BLaER1 Human B-cell Precursor Leukemia Cell Line

Induction of differentiation is a therapeutic approach for cancer. Treatment of leukemias with differentiation-inducing factors in combination with pro-apoptotic compounds has been shown to be highly effective . Ectopic expression of the transcription factor C/EBPa causes reprogramming of leukemia cells, resulting in expression of a normal cell phenotype.

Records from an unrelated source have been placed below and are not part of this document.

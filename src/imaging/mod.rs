//! Image processing in pure Rust, statically linked.
//!
//! | Operation | Crate / function |
//! |---|---|
//! | **Identify** | `ImageReader::into_dimensions` |
//! | **Resize / crop / pad** | `resize_exact` (Lanczos3) + [`plan_resize`](calculations::plan_resize) |
//! | **Rotate** | lossless quarter turns, `imageproc` for other angles |
//! | **Tone** | modulate / linear in [`adjust`] |
//! | **Encode** | `jpeg-encoder`, `image` codecs |
//!
//! The module is split into:
//! - **Calculations**: Pure functions for dimension math (unit testable)
//! - **Parameters**: The [`Pipeline`] builder and the types it carries
//! - **Adjust**: Per-pixel tone formulas
//! - **Backend**: [`ImageBackend`] trait + [`RustBackend`]

pub mod adjust;
pub mod backend;
pub mod calculations;
mod params;
pub mod rust_backend;

pub use backend::{BackendError, Dimensions, ImageBackend};
pub use params::{
    AvifOptions, EncoderOptions, FitMode, JpegOptions, MetadataPolicy, Modulation, Operation,
    OutputFormat, Pipeline, PngOptions, Quality, ResizeSpec, Sharpening, WebpOptions,
};
pub use rust_backend::{EncodingDefaults, RustBackend};
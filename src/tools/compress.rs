//! `image.compressOptimize`: re-encode with tighter settings, keeping the
//! format.
//!
//! Quality is recorded for both the JPEG and WebP encoders and progressive
//! for both JPEG and PNG. Only the settings matching the written format (the
//! input's extension) take effect; the format itself never changes.

use super::{
    Tool, ToolContext, ToolError, ToolResponse, ValidationError, check_range, object_schema,
    parse_args, resolve_paths, run_batch,
};
use crate::batch::OutputPolicy;
use crate::imaging::{MetadataPolicy, Pipeline, Quality};
use crate::output::Verbs;
use serde::Deserialize;
use serde_json::{Value, json};

fn default_true() -> bool {
    true
}

#[derive(Debug, Clone, Deserialize)]
#[serde(rename_all = "camelCase")]
pub struct CompressParams {
    #[serde(rename = "imagesPath", alias = "imagePaths")]
    pub images_path: Vec<String>,
    pub quality: Option<u32>,
    #[serde(default = "default_true")]
    pub strip_metadata: bool,
    #[serde(default)]
    pub progressive: bool,
}

impl CompressParams {
    pub fn validate(&self) -> Result<(), ValidationError> {
        check_range("quality", self.quality.map(f64::from), 0.0, 100.0)
    }

    pub fn pipeline(&self) -> Pipeline {
        let policy = if self.strip_metadata {
            MetadataPolicy::Strip
        } else {
            MetadataPolicy::Keep
        };
        let mut pipeline = Pipeline::new().metadata(policy);

        if let Some(quality) = self.quality.filter(|&q| q != 0) {
            let quality = Quality::new(quality);
            pipeline = pipeline.jpeg_quality(quality).webp_quality(quality);
        }
        if self.progressive {
            pipeline = pipeline.jpeg_progressive(true).png_progressive(true);
        }
        pipeline
    }
}

pub struct CompressOptimize;

impl Tool for CompressOptimize {
    fn name(&self) -> &'static str {
        "image.compressOptimize"
    }

    fn description(&self) -> &'static str {
        "Compress images and optimize their encoding"
    }

    fn input_schema(&self) -> Value {
        object_schema(
            json!({
                "quality": { "type": "integer", "minimum": 0, "maximum": 100 },
                "stripMetadata": { "type": "boolean", "default": true },
                "progressive": { "type": "boolean" },
            }),
            &[],
        )
    }

    fn call(&self, ctx: &ToolContext<'_>, args: Value) -> Result<ToolResponse, ToolError> {
        let params: CompressParams = parse_args(args)?;
        params.validate()?;
        let paths = resolve_paths(&params.images_path, ctx.paths)?;
        Ok(run_batch(
            ctx,
            &paths,
            &params.pipeline(),
            OutputPolicy::Suffix("compressed"),
            Verbs::COMPRESS,
        ))
    }
}

#[cfg(test)]
mod tests {
    use super::*;
    use crate::imaging::EncoderOptions;
    use crate::imaging::backend::tests::MockBackend;
    use crate::test_helpers::text_lines;

    fn params(args: Value) -> CompressParams {
        parse_args(args).unwrap()
    }

    #[test]
    fn defaults_strip_metadata_and_change_nothing_else() {
        let pipeline = params(json!({ "imagesPath": ["/a.jpg"] })).pipeline();
        assert_eq!(pipeline.metadata_policy(), MetadataPolicy::Strip);
        assert_eq!(pipeline.encoder(), &EncoderOptions::default());
        assert_eq!(pipeline.format(), None);
        assert!(pipeline.operations().is_empty());
    }

    #[test]
    fn quality_recorded_for_jpeg_and_webp() {
        let pipeline = params(json!({ "imagesPath": ["/a.jpg"], "quality": 40 })).pipeline();
        assert_eq!(pipeline.encoder().jpeg.quality, Some(Quality::new(40)));
        assert_eq!(pipeline.encoder().webp.quality, Some(Quality::new(40)));
        assert_eq!(pipeline.encoder().avif.quality, None);
    }

    #[test]
    fn progressive_recorded_for_jpeg_and_png() {
        let pipeline = params(json!({ "imagesPath": ["/a.png"], "progressive": true })).pipeline();
        assert!(pipeline.encoder().jpeg.progressive);
        assert!(pipeline.encoder().png.progressive);
    }

    #[test]
    fn keep_metadata_when_not_stripping() {
        let pipeline =
            params(json!({ "imagesPath": ["/a.png"], "stripMetadata": false })).pipeline();
        assert_eq!(pipeline.metadata_policy(), MetadataPolicy::Keep);
    }

    #[test]
    fn quality_out_of_range_rejected() {
        let p = params(json!({ "imagesPath": ["/a.png"], "quality": 150 }));
        assert_eq!(p.validate().unwrap_err().field, "quality");
    }

    #[test]
    fn call_keeps_extension() {
        let backend = MockBackend::new();
        let ctx = ToolContext::new(&backend);
        let response = CompressOptimize
            .call(&ctx, json!({ "imagesPath": ["/c/photo.jpg"], "quality": 60 }))
            .unwrap();
        assert_eq!(
            text_lines(&response),
            vec!["Compressed /c/photo.jpg \u{2192} /c/photo_compressed.jpg"]
        );
    }
}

The BLaER1 cell line is a tamoxifen-inducible derivative of the RCH-ACV B-cell leukemia cell line genetically modified using a retrovirus vector to express C/EBPa fused with the estrogen receptor hormone binding domain (ER) and GFP . A study demonstrated that BLaER1 cells could efficiently convert into cells exhibiting increased adherent, phagocytic and quiescent properties with a transcriptome resembling normal macrophages . Cells retained their phenotype even when C/EBPa was inactivated, a characteristic of genuine cell reprogramming. C/EBPa induction also impaired cell tumorigenicity after transplantation into immunodeficient mice. BLaER1 is thus a model for highly efficient transdifferentiation of B-cell-derived human cancer cells.

Source:
BLaER1 cells are a single subclone isolated from C/EBPaER-GFP-transfected RCH-ACV acute lymphoblastic leukemia (ALL) cells sorted for GFP expression. The parental cell line was obtained from the bone marrow of a female with chromosome translocation 1;19 and trisomy 8 .

Biosafety Level 2:
BLaER1 cells contain squirrel monkey retrovirus (SMRV) and should be handled under biosafety level 2.

Cancer Cells

This product is intended for sale and sold solely to academic institutions for internal academic research use per the terms of the “Academic Use Agreement” as detailed in the product documentation. For information regarding any other use, please contact licensing@emdmillipore.com.

Store in liquid nitrogen. The cells can be cultured for at least 10 passages after initial thawing without significantly affecting the cell marker expression and functionality.